# [Task goal]
Show all lines from the material that carry the word "webhook".

# [Data section]
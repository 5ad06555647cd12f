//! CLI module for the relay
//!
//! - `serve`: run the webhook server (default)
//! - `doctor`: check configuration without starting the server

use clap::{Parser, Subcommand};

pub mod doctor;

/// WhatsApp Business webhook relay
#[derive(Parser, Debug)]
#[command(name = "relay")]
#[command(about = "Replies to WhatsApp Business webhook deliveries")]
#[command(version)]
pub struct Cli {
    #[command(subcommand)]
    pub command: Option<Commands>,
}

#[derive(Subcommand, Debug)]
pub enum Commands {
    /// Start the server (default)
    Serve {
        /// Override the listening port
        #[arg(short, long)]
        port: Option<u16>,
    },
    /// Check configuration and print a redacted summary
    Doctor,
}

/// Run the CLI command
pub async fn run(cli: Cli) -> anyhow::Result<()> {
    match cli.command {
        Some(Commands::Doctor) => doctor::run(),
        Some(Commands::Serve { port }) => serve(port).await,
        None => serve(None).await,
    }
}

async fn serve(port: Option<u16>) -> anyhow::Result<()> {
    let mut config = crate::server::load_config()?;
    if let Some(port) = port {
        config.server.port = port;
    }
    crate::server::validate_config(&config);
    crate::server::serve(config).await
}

* * *

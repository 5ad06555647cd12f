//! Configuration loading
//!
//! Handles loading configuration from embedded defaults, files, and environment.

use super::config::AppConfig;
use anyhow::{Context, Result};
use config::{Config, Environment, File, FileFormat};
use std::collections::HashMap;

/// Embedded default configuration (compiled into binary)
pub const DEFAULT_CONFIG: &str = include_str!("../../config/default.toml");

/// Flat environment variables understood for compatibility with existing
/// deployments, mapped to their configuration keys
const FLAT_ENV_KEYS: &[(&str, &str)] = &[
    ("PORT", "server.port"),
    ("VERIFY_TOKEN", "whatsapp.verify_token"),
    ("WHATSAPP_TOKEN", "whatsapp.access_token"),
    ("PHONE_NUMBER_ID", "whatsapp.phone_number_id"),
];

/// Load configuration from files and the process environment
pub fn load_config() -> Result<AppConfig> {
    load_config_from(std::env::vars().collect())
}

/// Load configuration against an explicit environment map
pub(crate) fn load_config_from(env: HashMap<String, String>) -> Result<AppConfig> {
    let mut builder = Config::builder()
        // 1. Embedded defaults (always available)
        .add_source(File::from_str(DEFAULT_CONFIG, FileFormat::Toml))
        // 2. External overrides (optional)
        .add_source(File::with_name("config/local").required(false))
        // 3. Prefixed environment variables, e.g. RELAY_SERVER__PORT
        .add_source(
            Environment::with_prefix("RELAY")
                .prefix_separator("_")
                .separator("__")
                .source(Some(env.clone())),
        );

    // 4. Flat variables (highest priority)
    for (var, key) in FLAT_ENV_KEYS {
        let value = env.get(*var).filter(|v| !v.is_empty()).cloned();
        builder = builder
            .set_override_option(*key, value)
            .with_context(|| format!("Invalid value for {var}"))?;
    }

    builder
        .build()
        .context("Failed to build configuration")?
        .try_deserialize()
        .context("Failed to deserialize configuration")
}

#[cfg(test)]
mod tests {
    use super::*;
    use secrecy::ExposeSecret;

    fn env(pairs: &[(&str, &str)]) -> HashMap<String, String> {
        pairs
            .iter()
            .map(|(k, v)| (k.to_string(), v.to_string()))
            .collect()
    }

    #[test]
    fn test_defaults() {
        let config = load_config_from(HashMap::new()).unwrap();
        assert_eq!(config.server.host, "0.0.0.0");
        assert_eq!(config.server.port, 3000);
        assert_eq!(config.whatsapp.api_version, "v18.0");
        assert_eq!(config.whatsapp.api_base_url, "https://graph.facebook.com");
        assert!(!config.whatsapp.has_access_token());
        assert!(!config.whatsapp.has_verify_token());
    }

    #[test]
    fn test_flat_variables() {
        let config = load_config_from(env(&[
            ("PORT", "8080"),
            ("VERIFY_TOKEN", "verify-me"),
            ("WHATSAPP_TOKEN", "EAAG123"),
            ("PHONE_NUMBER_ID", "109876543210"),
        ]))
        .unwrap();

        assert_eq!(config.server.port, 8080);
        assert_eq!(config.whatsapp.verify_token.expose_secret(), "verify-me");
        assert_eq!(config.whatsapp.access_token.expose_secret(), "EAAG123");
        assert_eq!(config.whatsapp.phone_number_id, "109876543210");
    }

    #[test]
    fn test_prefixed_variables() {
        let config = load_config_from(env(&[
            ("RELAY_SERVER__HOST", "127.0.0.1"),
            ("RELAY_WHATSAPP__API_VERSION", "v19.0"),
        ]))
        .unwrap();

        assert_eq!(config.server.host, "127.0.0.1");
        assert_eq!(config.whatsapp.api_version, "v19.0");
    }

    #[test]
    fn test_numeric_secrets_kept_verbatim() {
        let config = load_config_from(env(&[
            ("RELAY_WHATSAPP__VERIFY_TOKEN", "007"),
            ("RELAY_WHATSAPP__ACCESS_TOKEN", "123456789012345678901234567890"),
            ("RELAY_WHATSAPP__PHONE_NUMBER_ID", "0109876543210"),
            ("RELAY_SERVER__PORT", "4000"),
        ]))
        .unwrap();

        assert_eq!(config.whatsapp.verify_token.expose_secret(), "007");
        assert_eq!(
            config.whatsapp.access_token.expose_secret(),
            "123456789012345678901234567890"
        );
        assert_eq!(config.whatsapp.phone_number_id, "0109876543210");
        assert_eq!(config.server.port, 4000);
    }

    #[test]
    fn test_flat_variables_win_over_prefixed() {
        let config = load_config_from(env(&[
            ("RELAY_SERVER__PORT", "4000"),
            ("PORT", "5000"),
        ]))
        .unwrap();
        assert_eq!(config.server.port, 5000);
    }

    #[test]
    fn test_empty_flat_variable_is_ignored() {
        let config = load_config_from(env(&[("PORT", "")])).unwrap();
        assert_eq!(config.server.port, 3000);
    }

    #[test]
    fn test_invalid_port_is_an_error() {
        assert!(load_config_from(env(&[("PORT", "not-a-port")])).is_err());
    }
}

--

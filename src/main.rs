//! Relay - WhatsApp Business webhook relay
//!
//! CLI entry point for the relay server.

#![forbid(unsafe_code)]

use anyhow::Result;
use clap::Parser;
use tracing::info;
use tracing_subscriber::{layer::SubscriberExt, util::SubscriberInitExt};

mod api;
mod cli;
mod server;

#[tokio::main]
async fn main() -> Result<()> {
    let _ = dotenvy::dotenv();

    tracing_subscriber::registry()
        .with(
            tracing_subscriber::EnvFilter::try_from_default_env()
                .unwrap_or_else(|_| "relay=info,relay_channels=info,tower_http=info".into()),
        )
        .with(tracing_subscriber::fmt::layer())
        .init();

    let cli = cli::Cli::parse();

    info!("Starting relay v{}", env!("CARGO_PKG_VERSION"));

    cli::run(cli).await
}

# [Completed exercise]
//! - `serve`: run the webhook server (default)
/// WhatsApp Business webhook relay
#[command(about = "Replies to WhatsApp Business webhook deliveries")]
//! Relay - WhatsApp Business webhook relay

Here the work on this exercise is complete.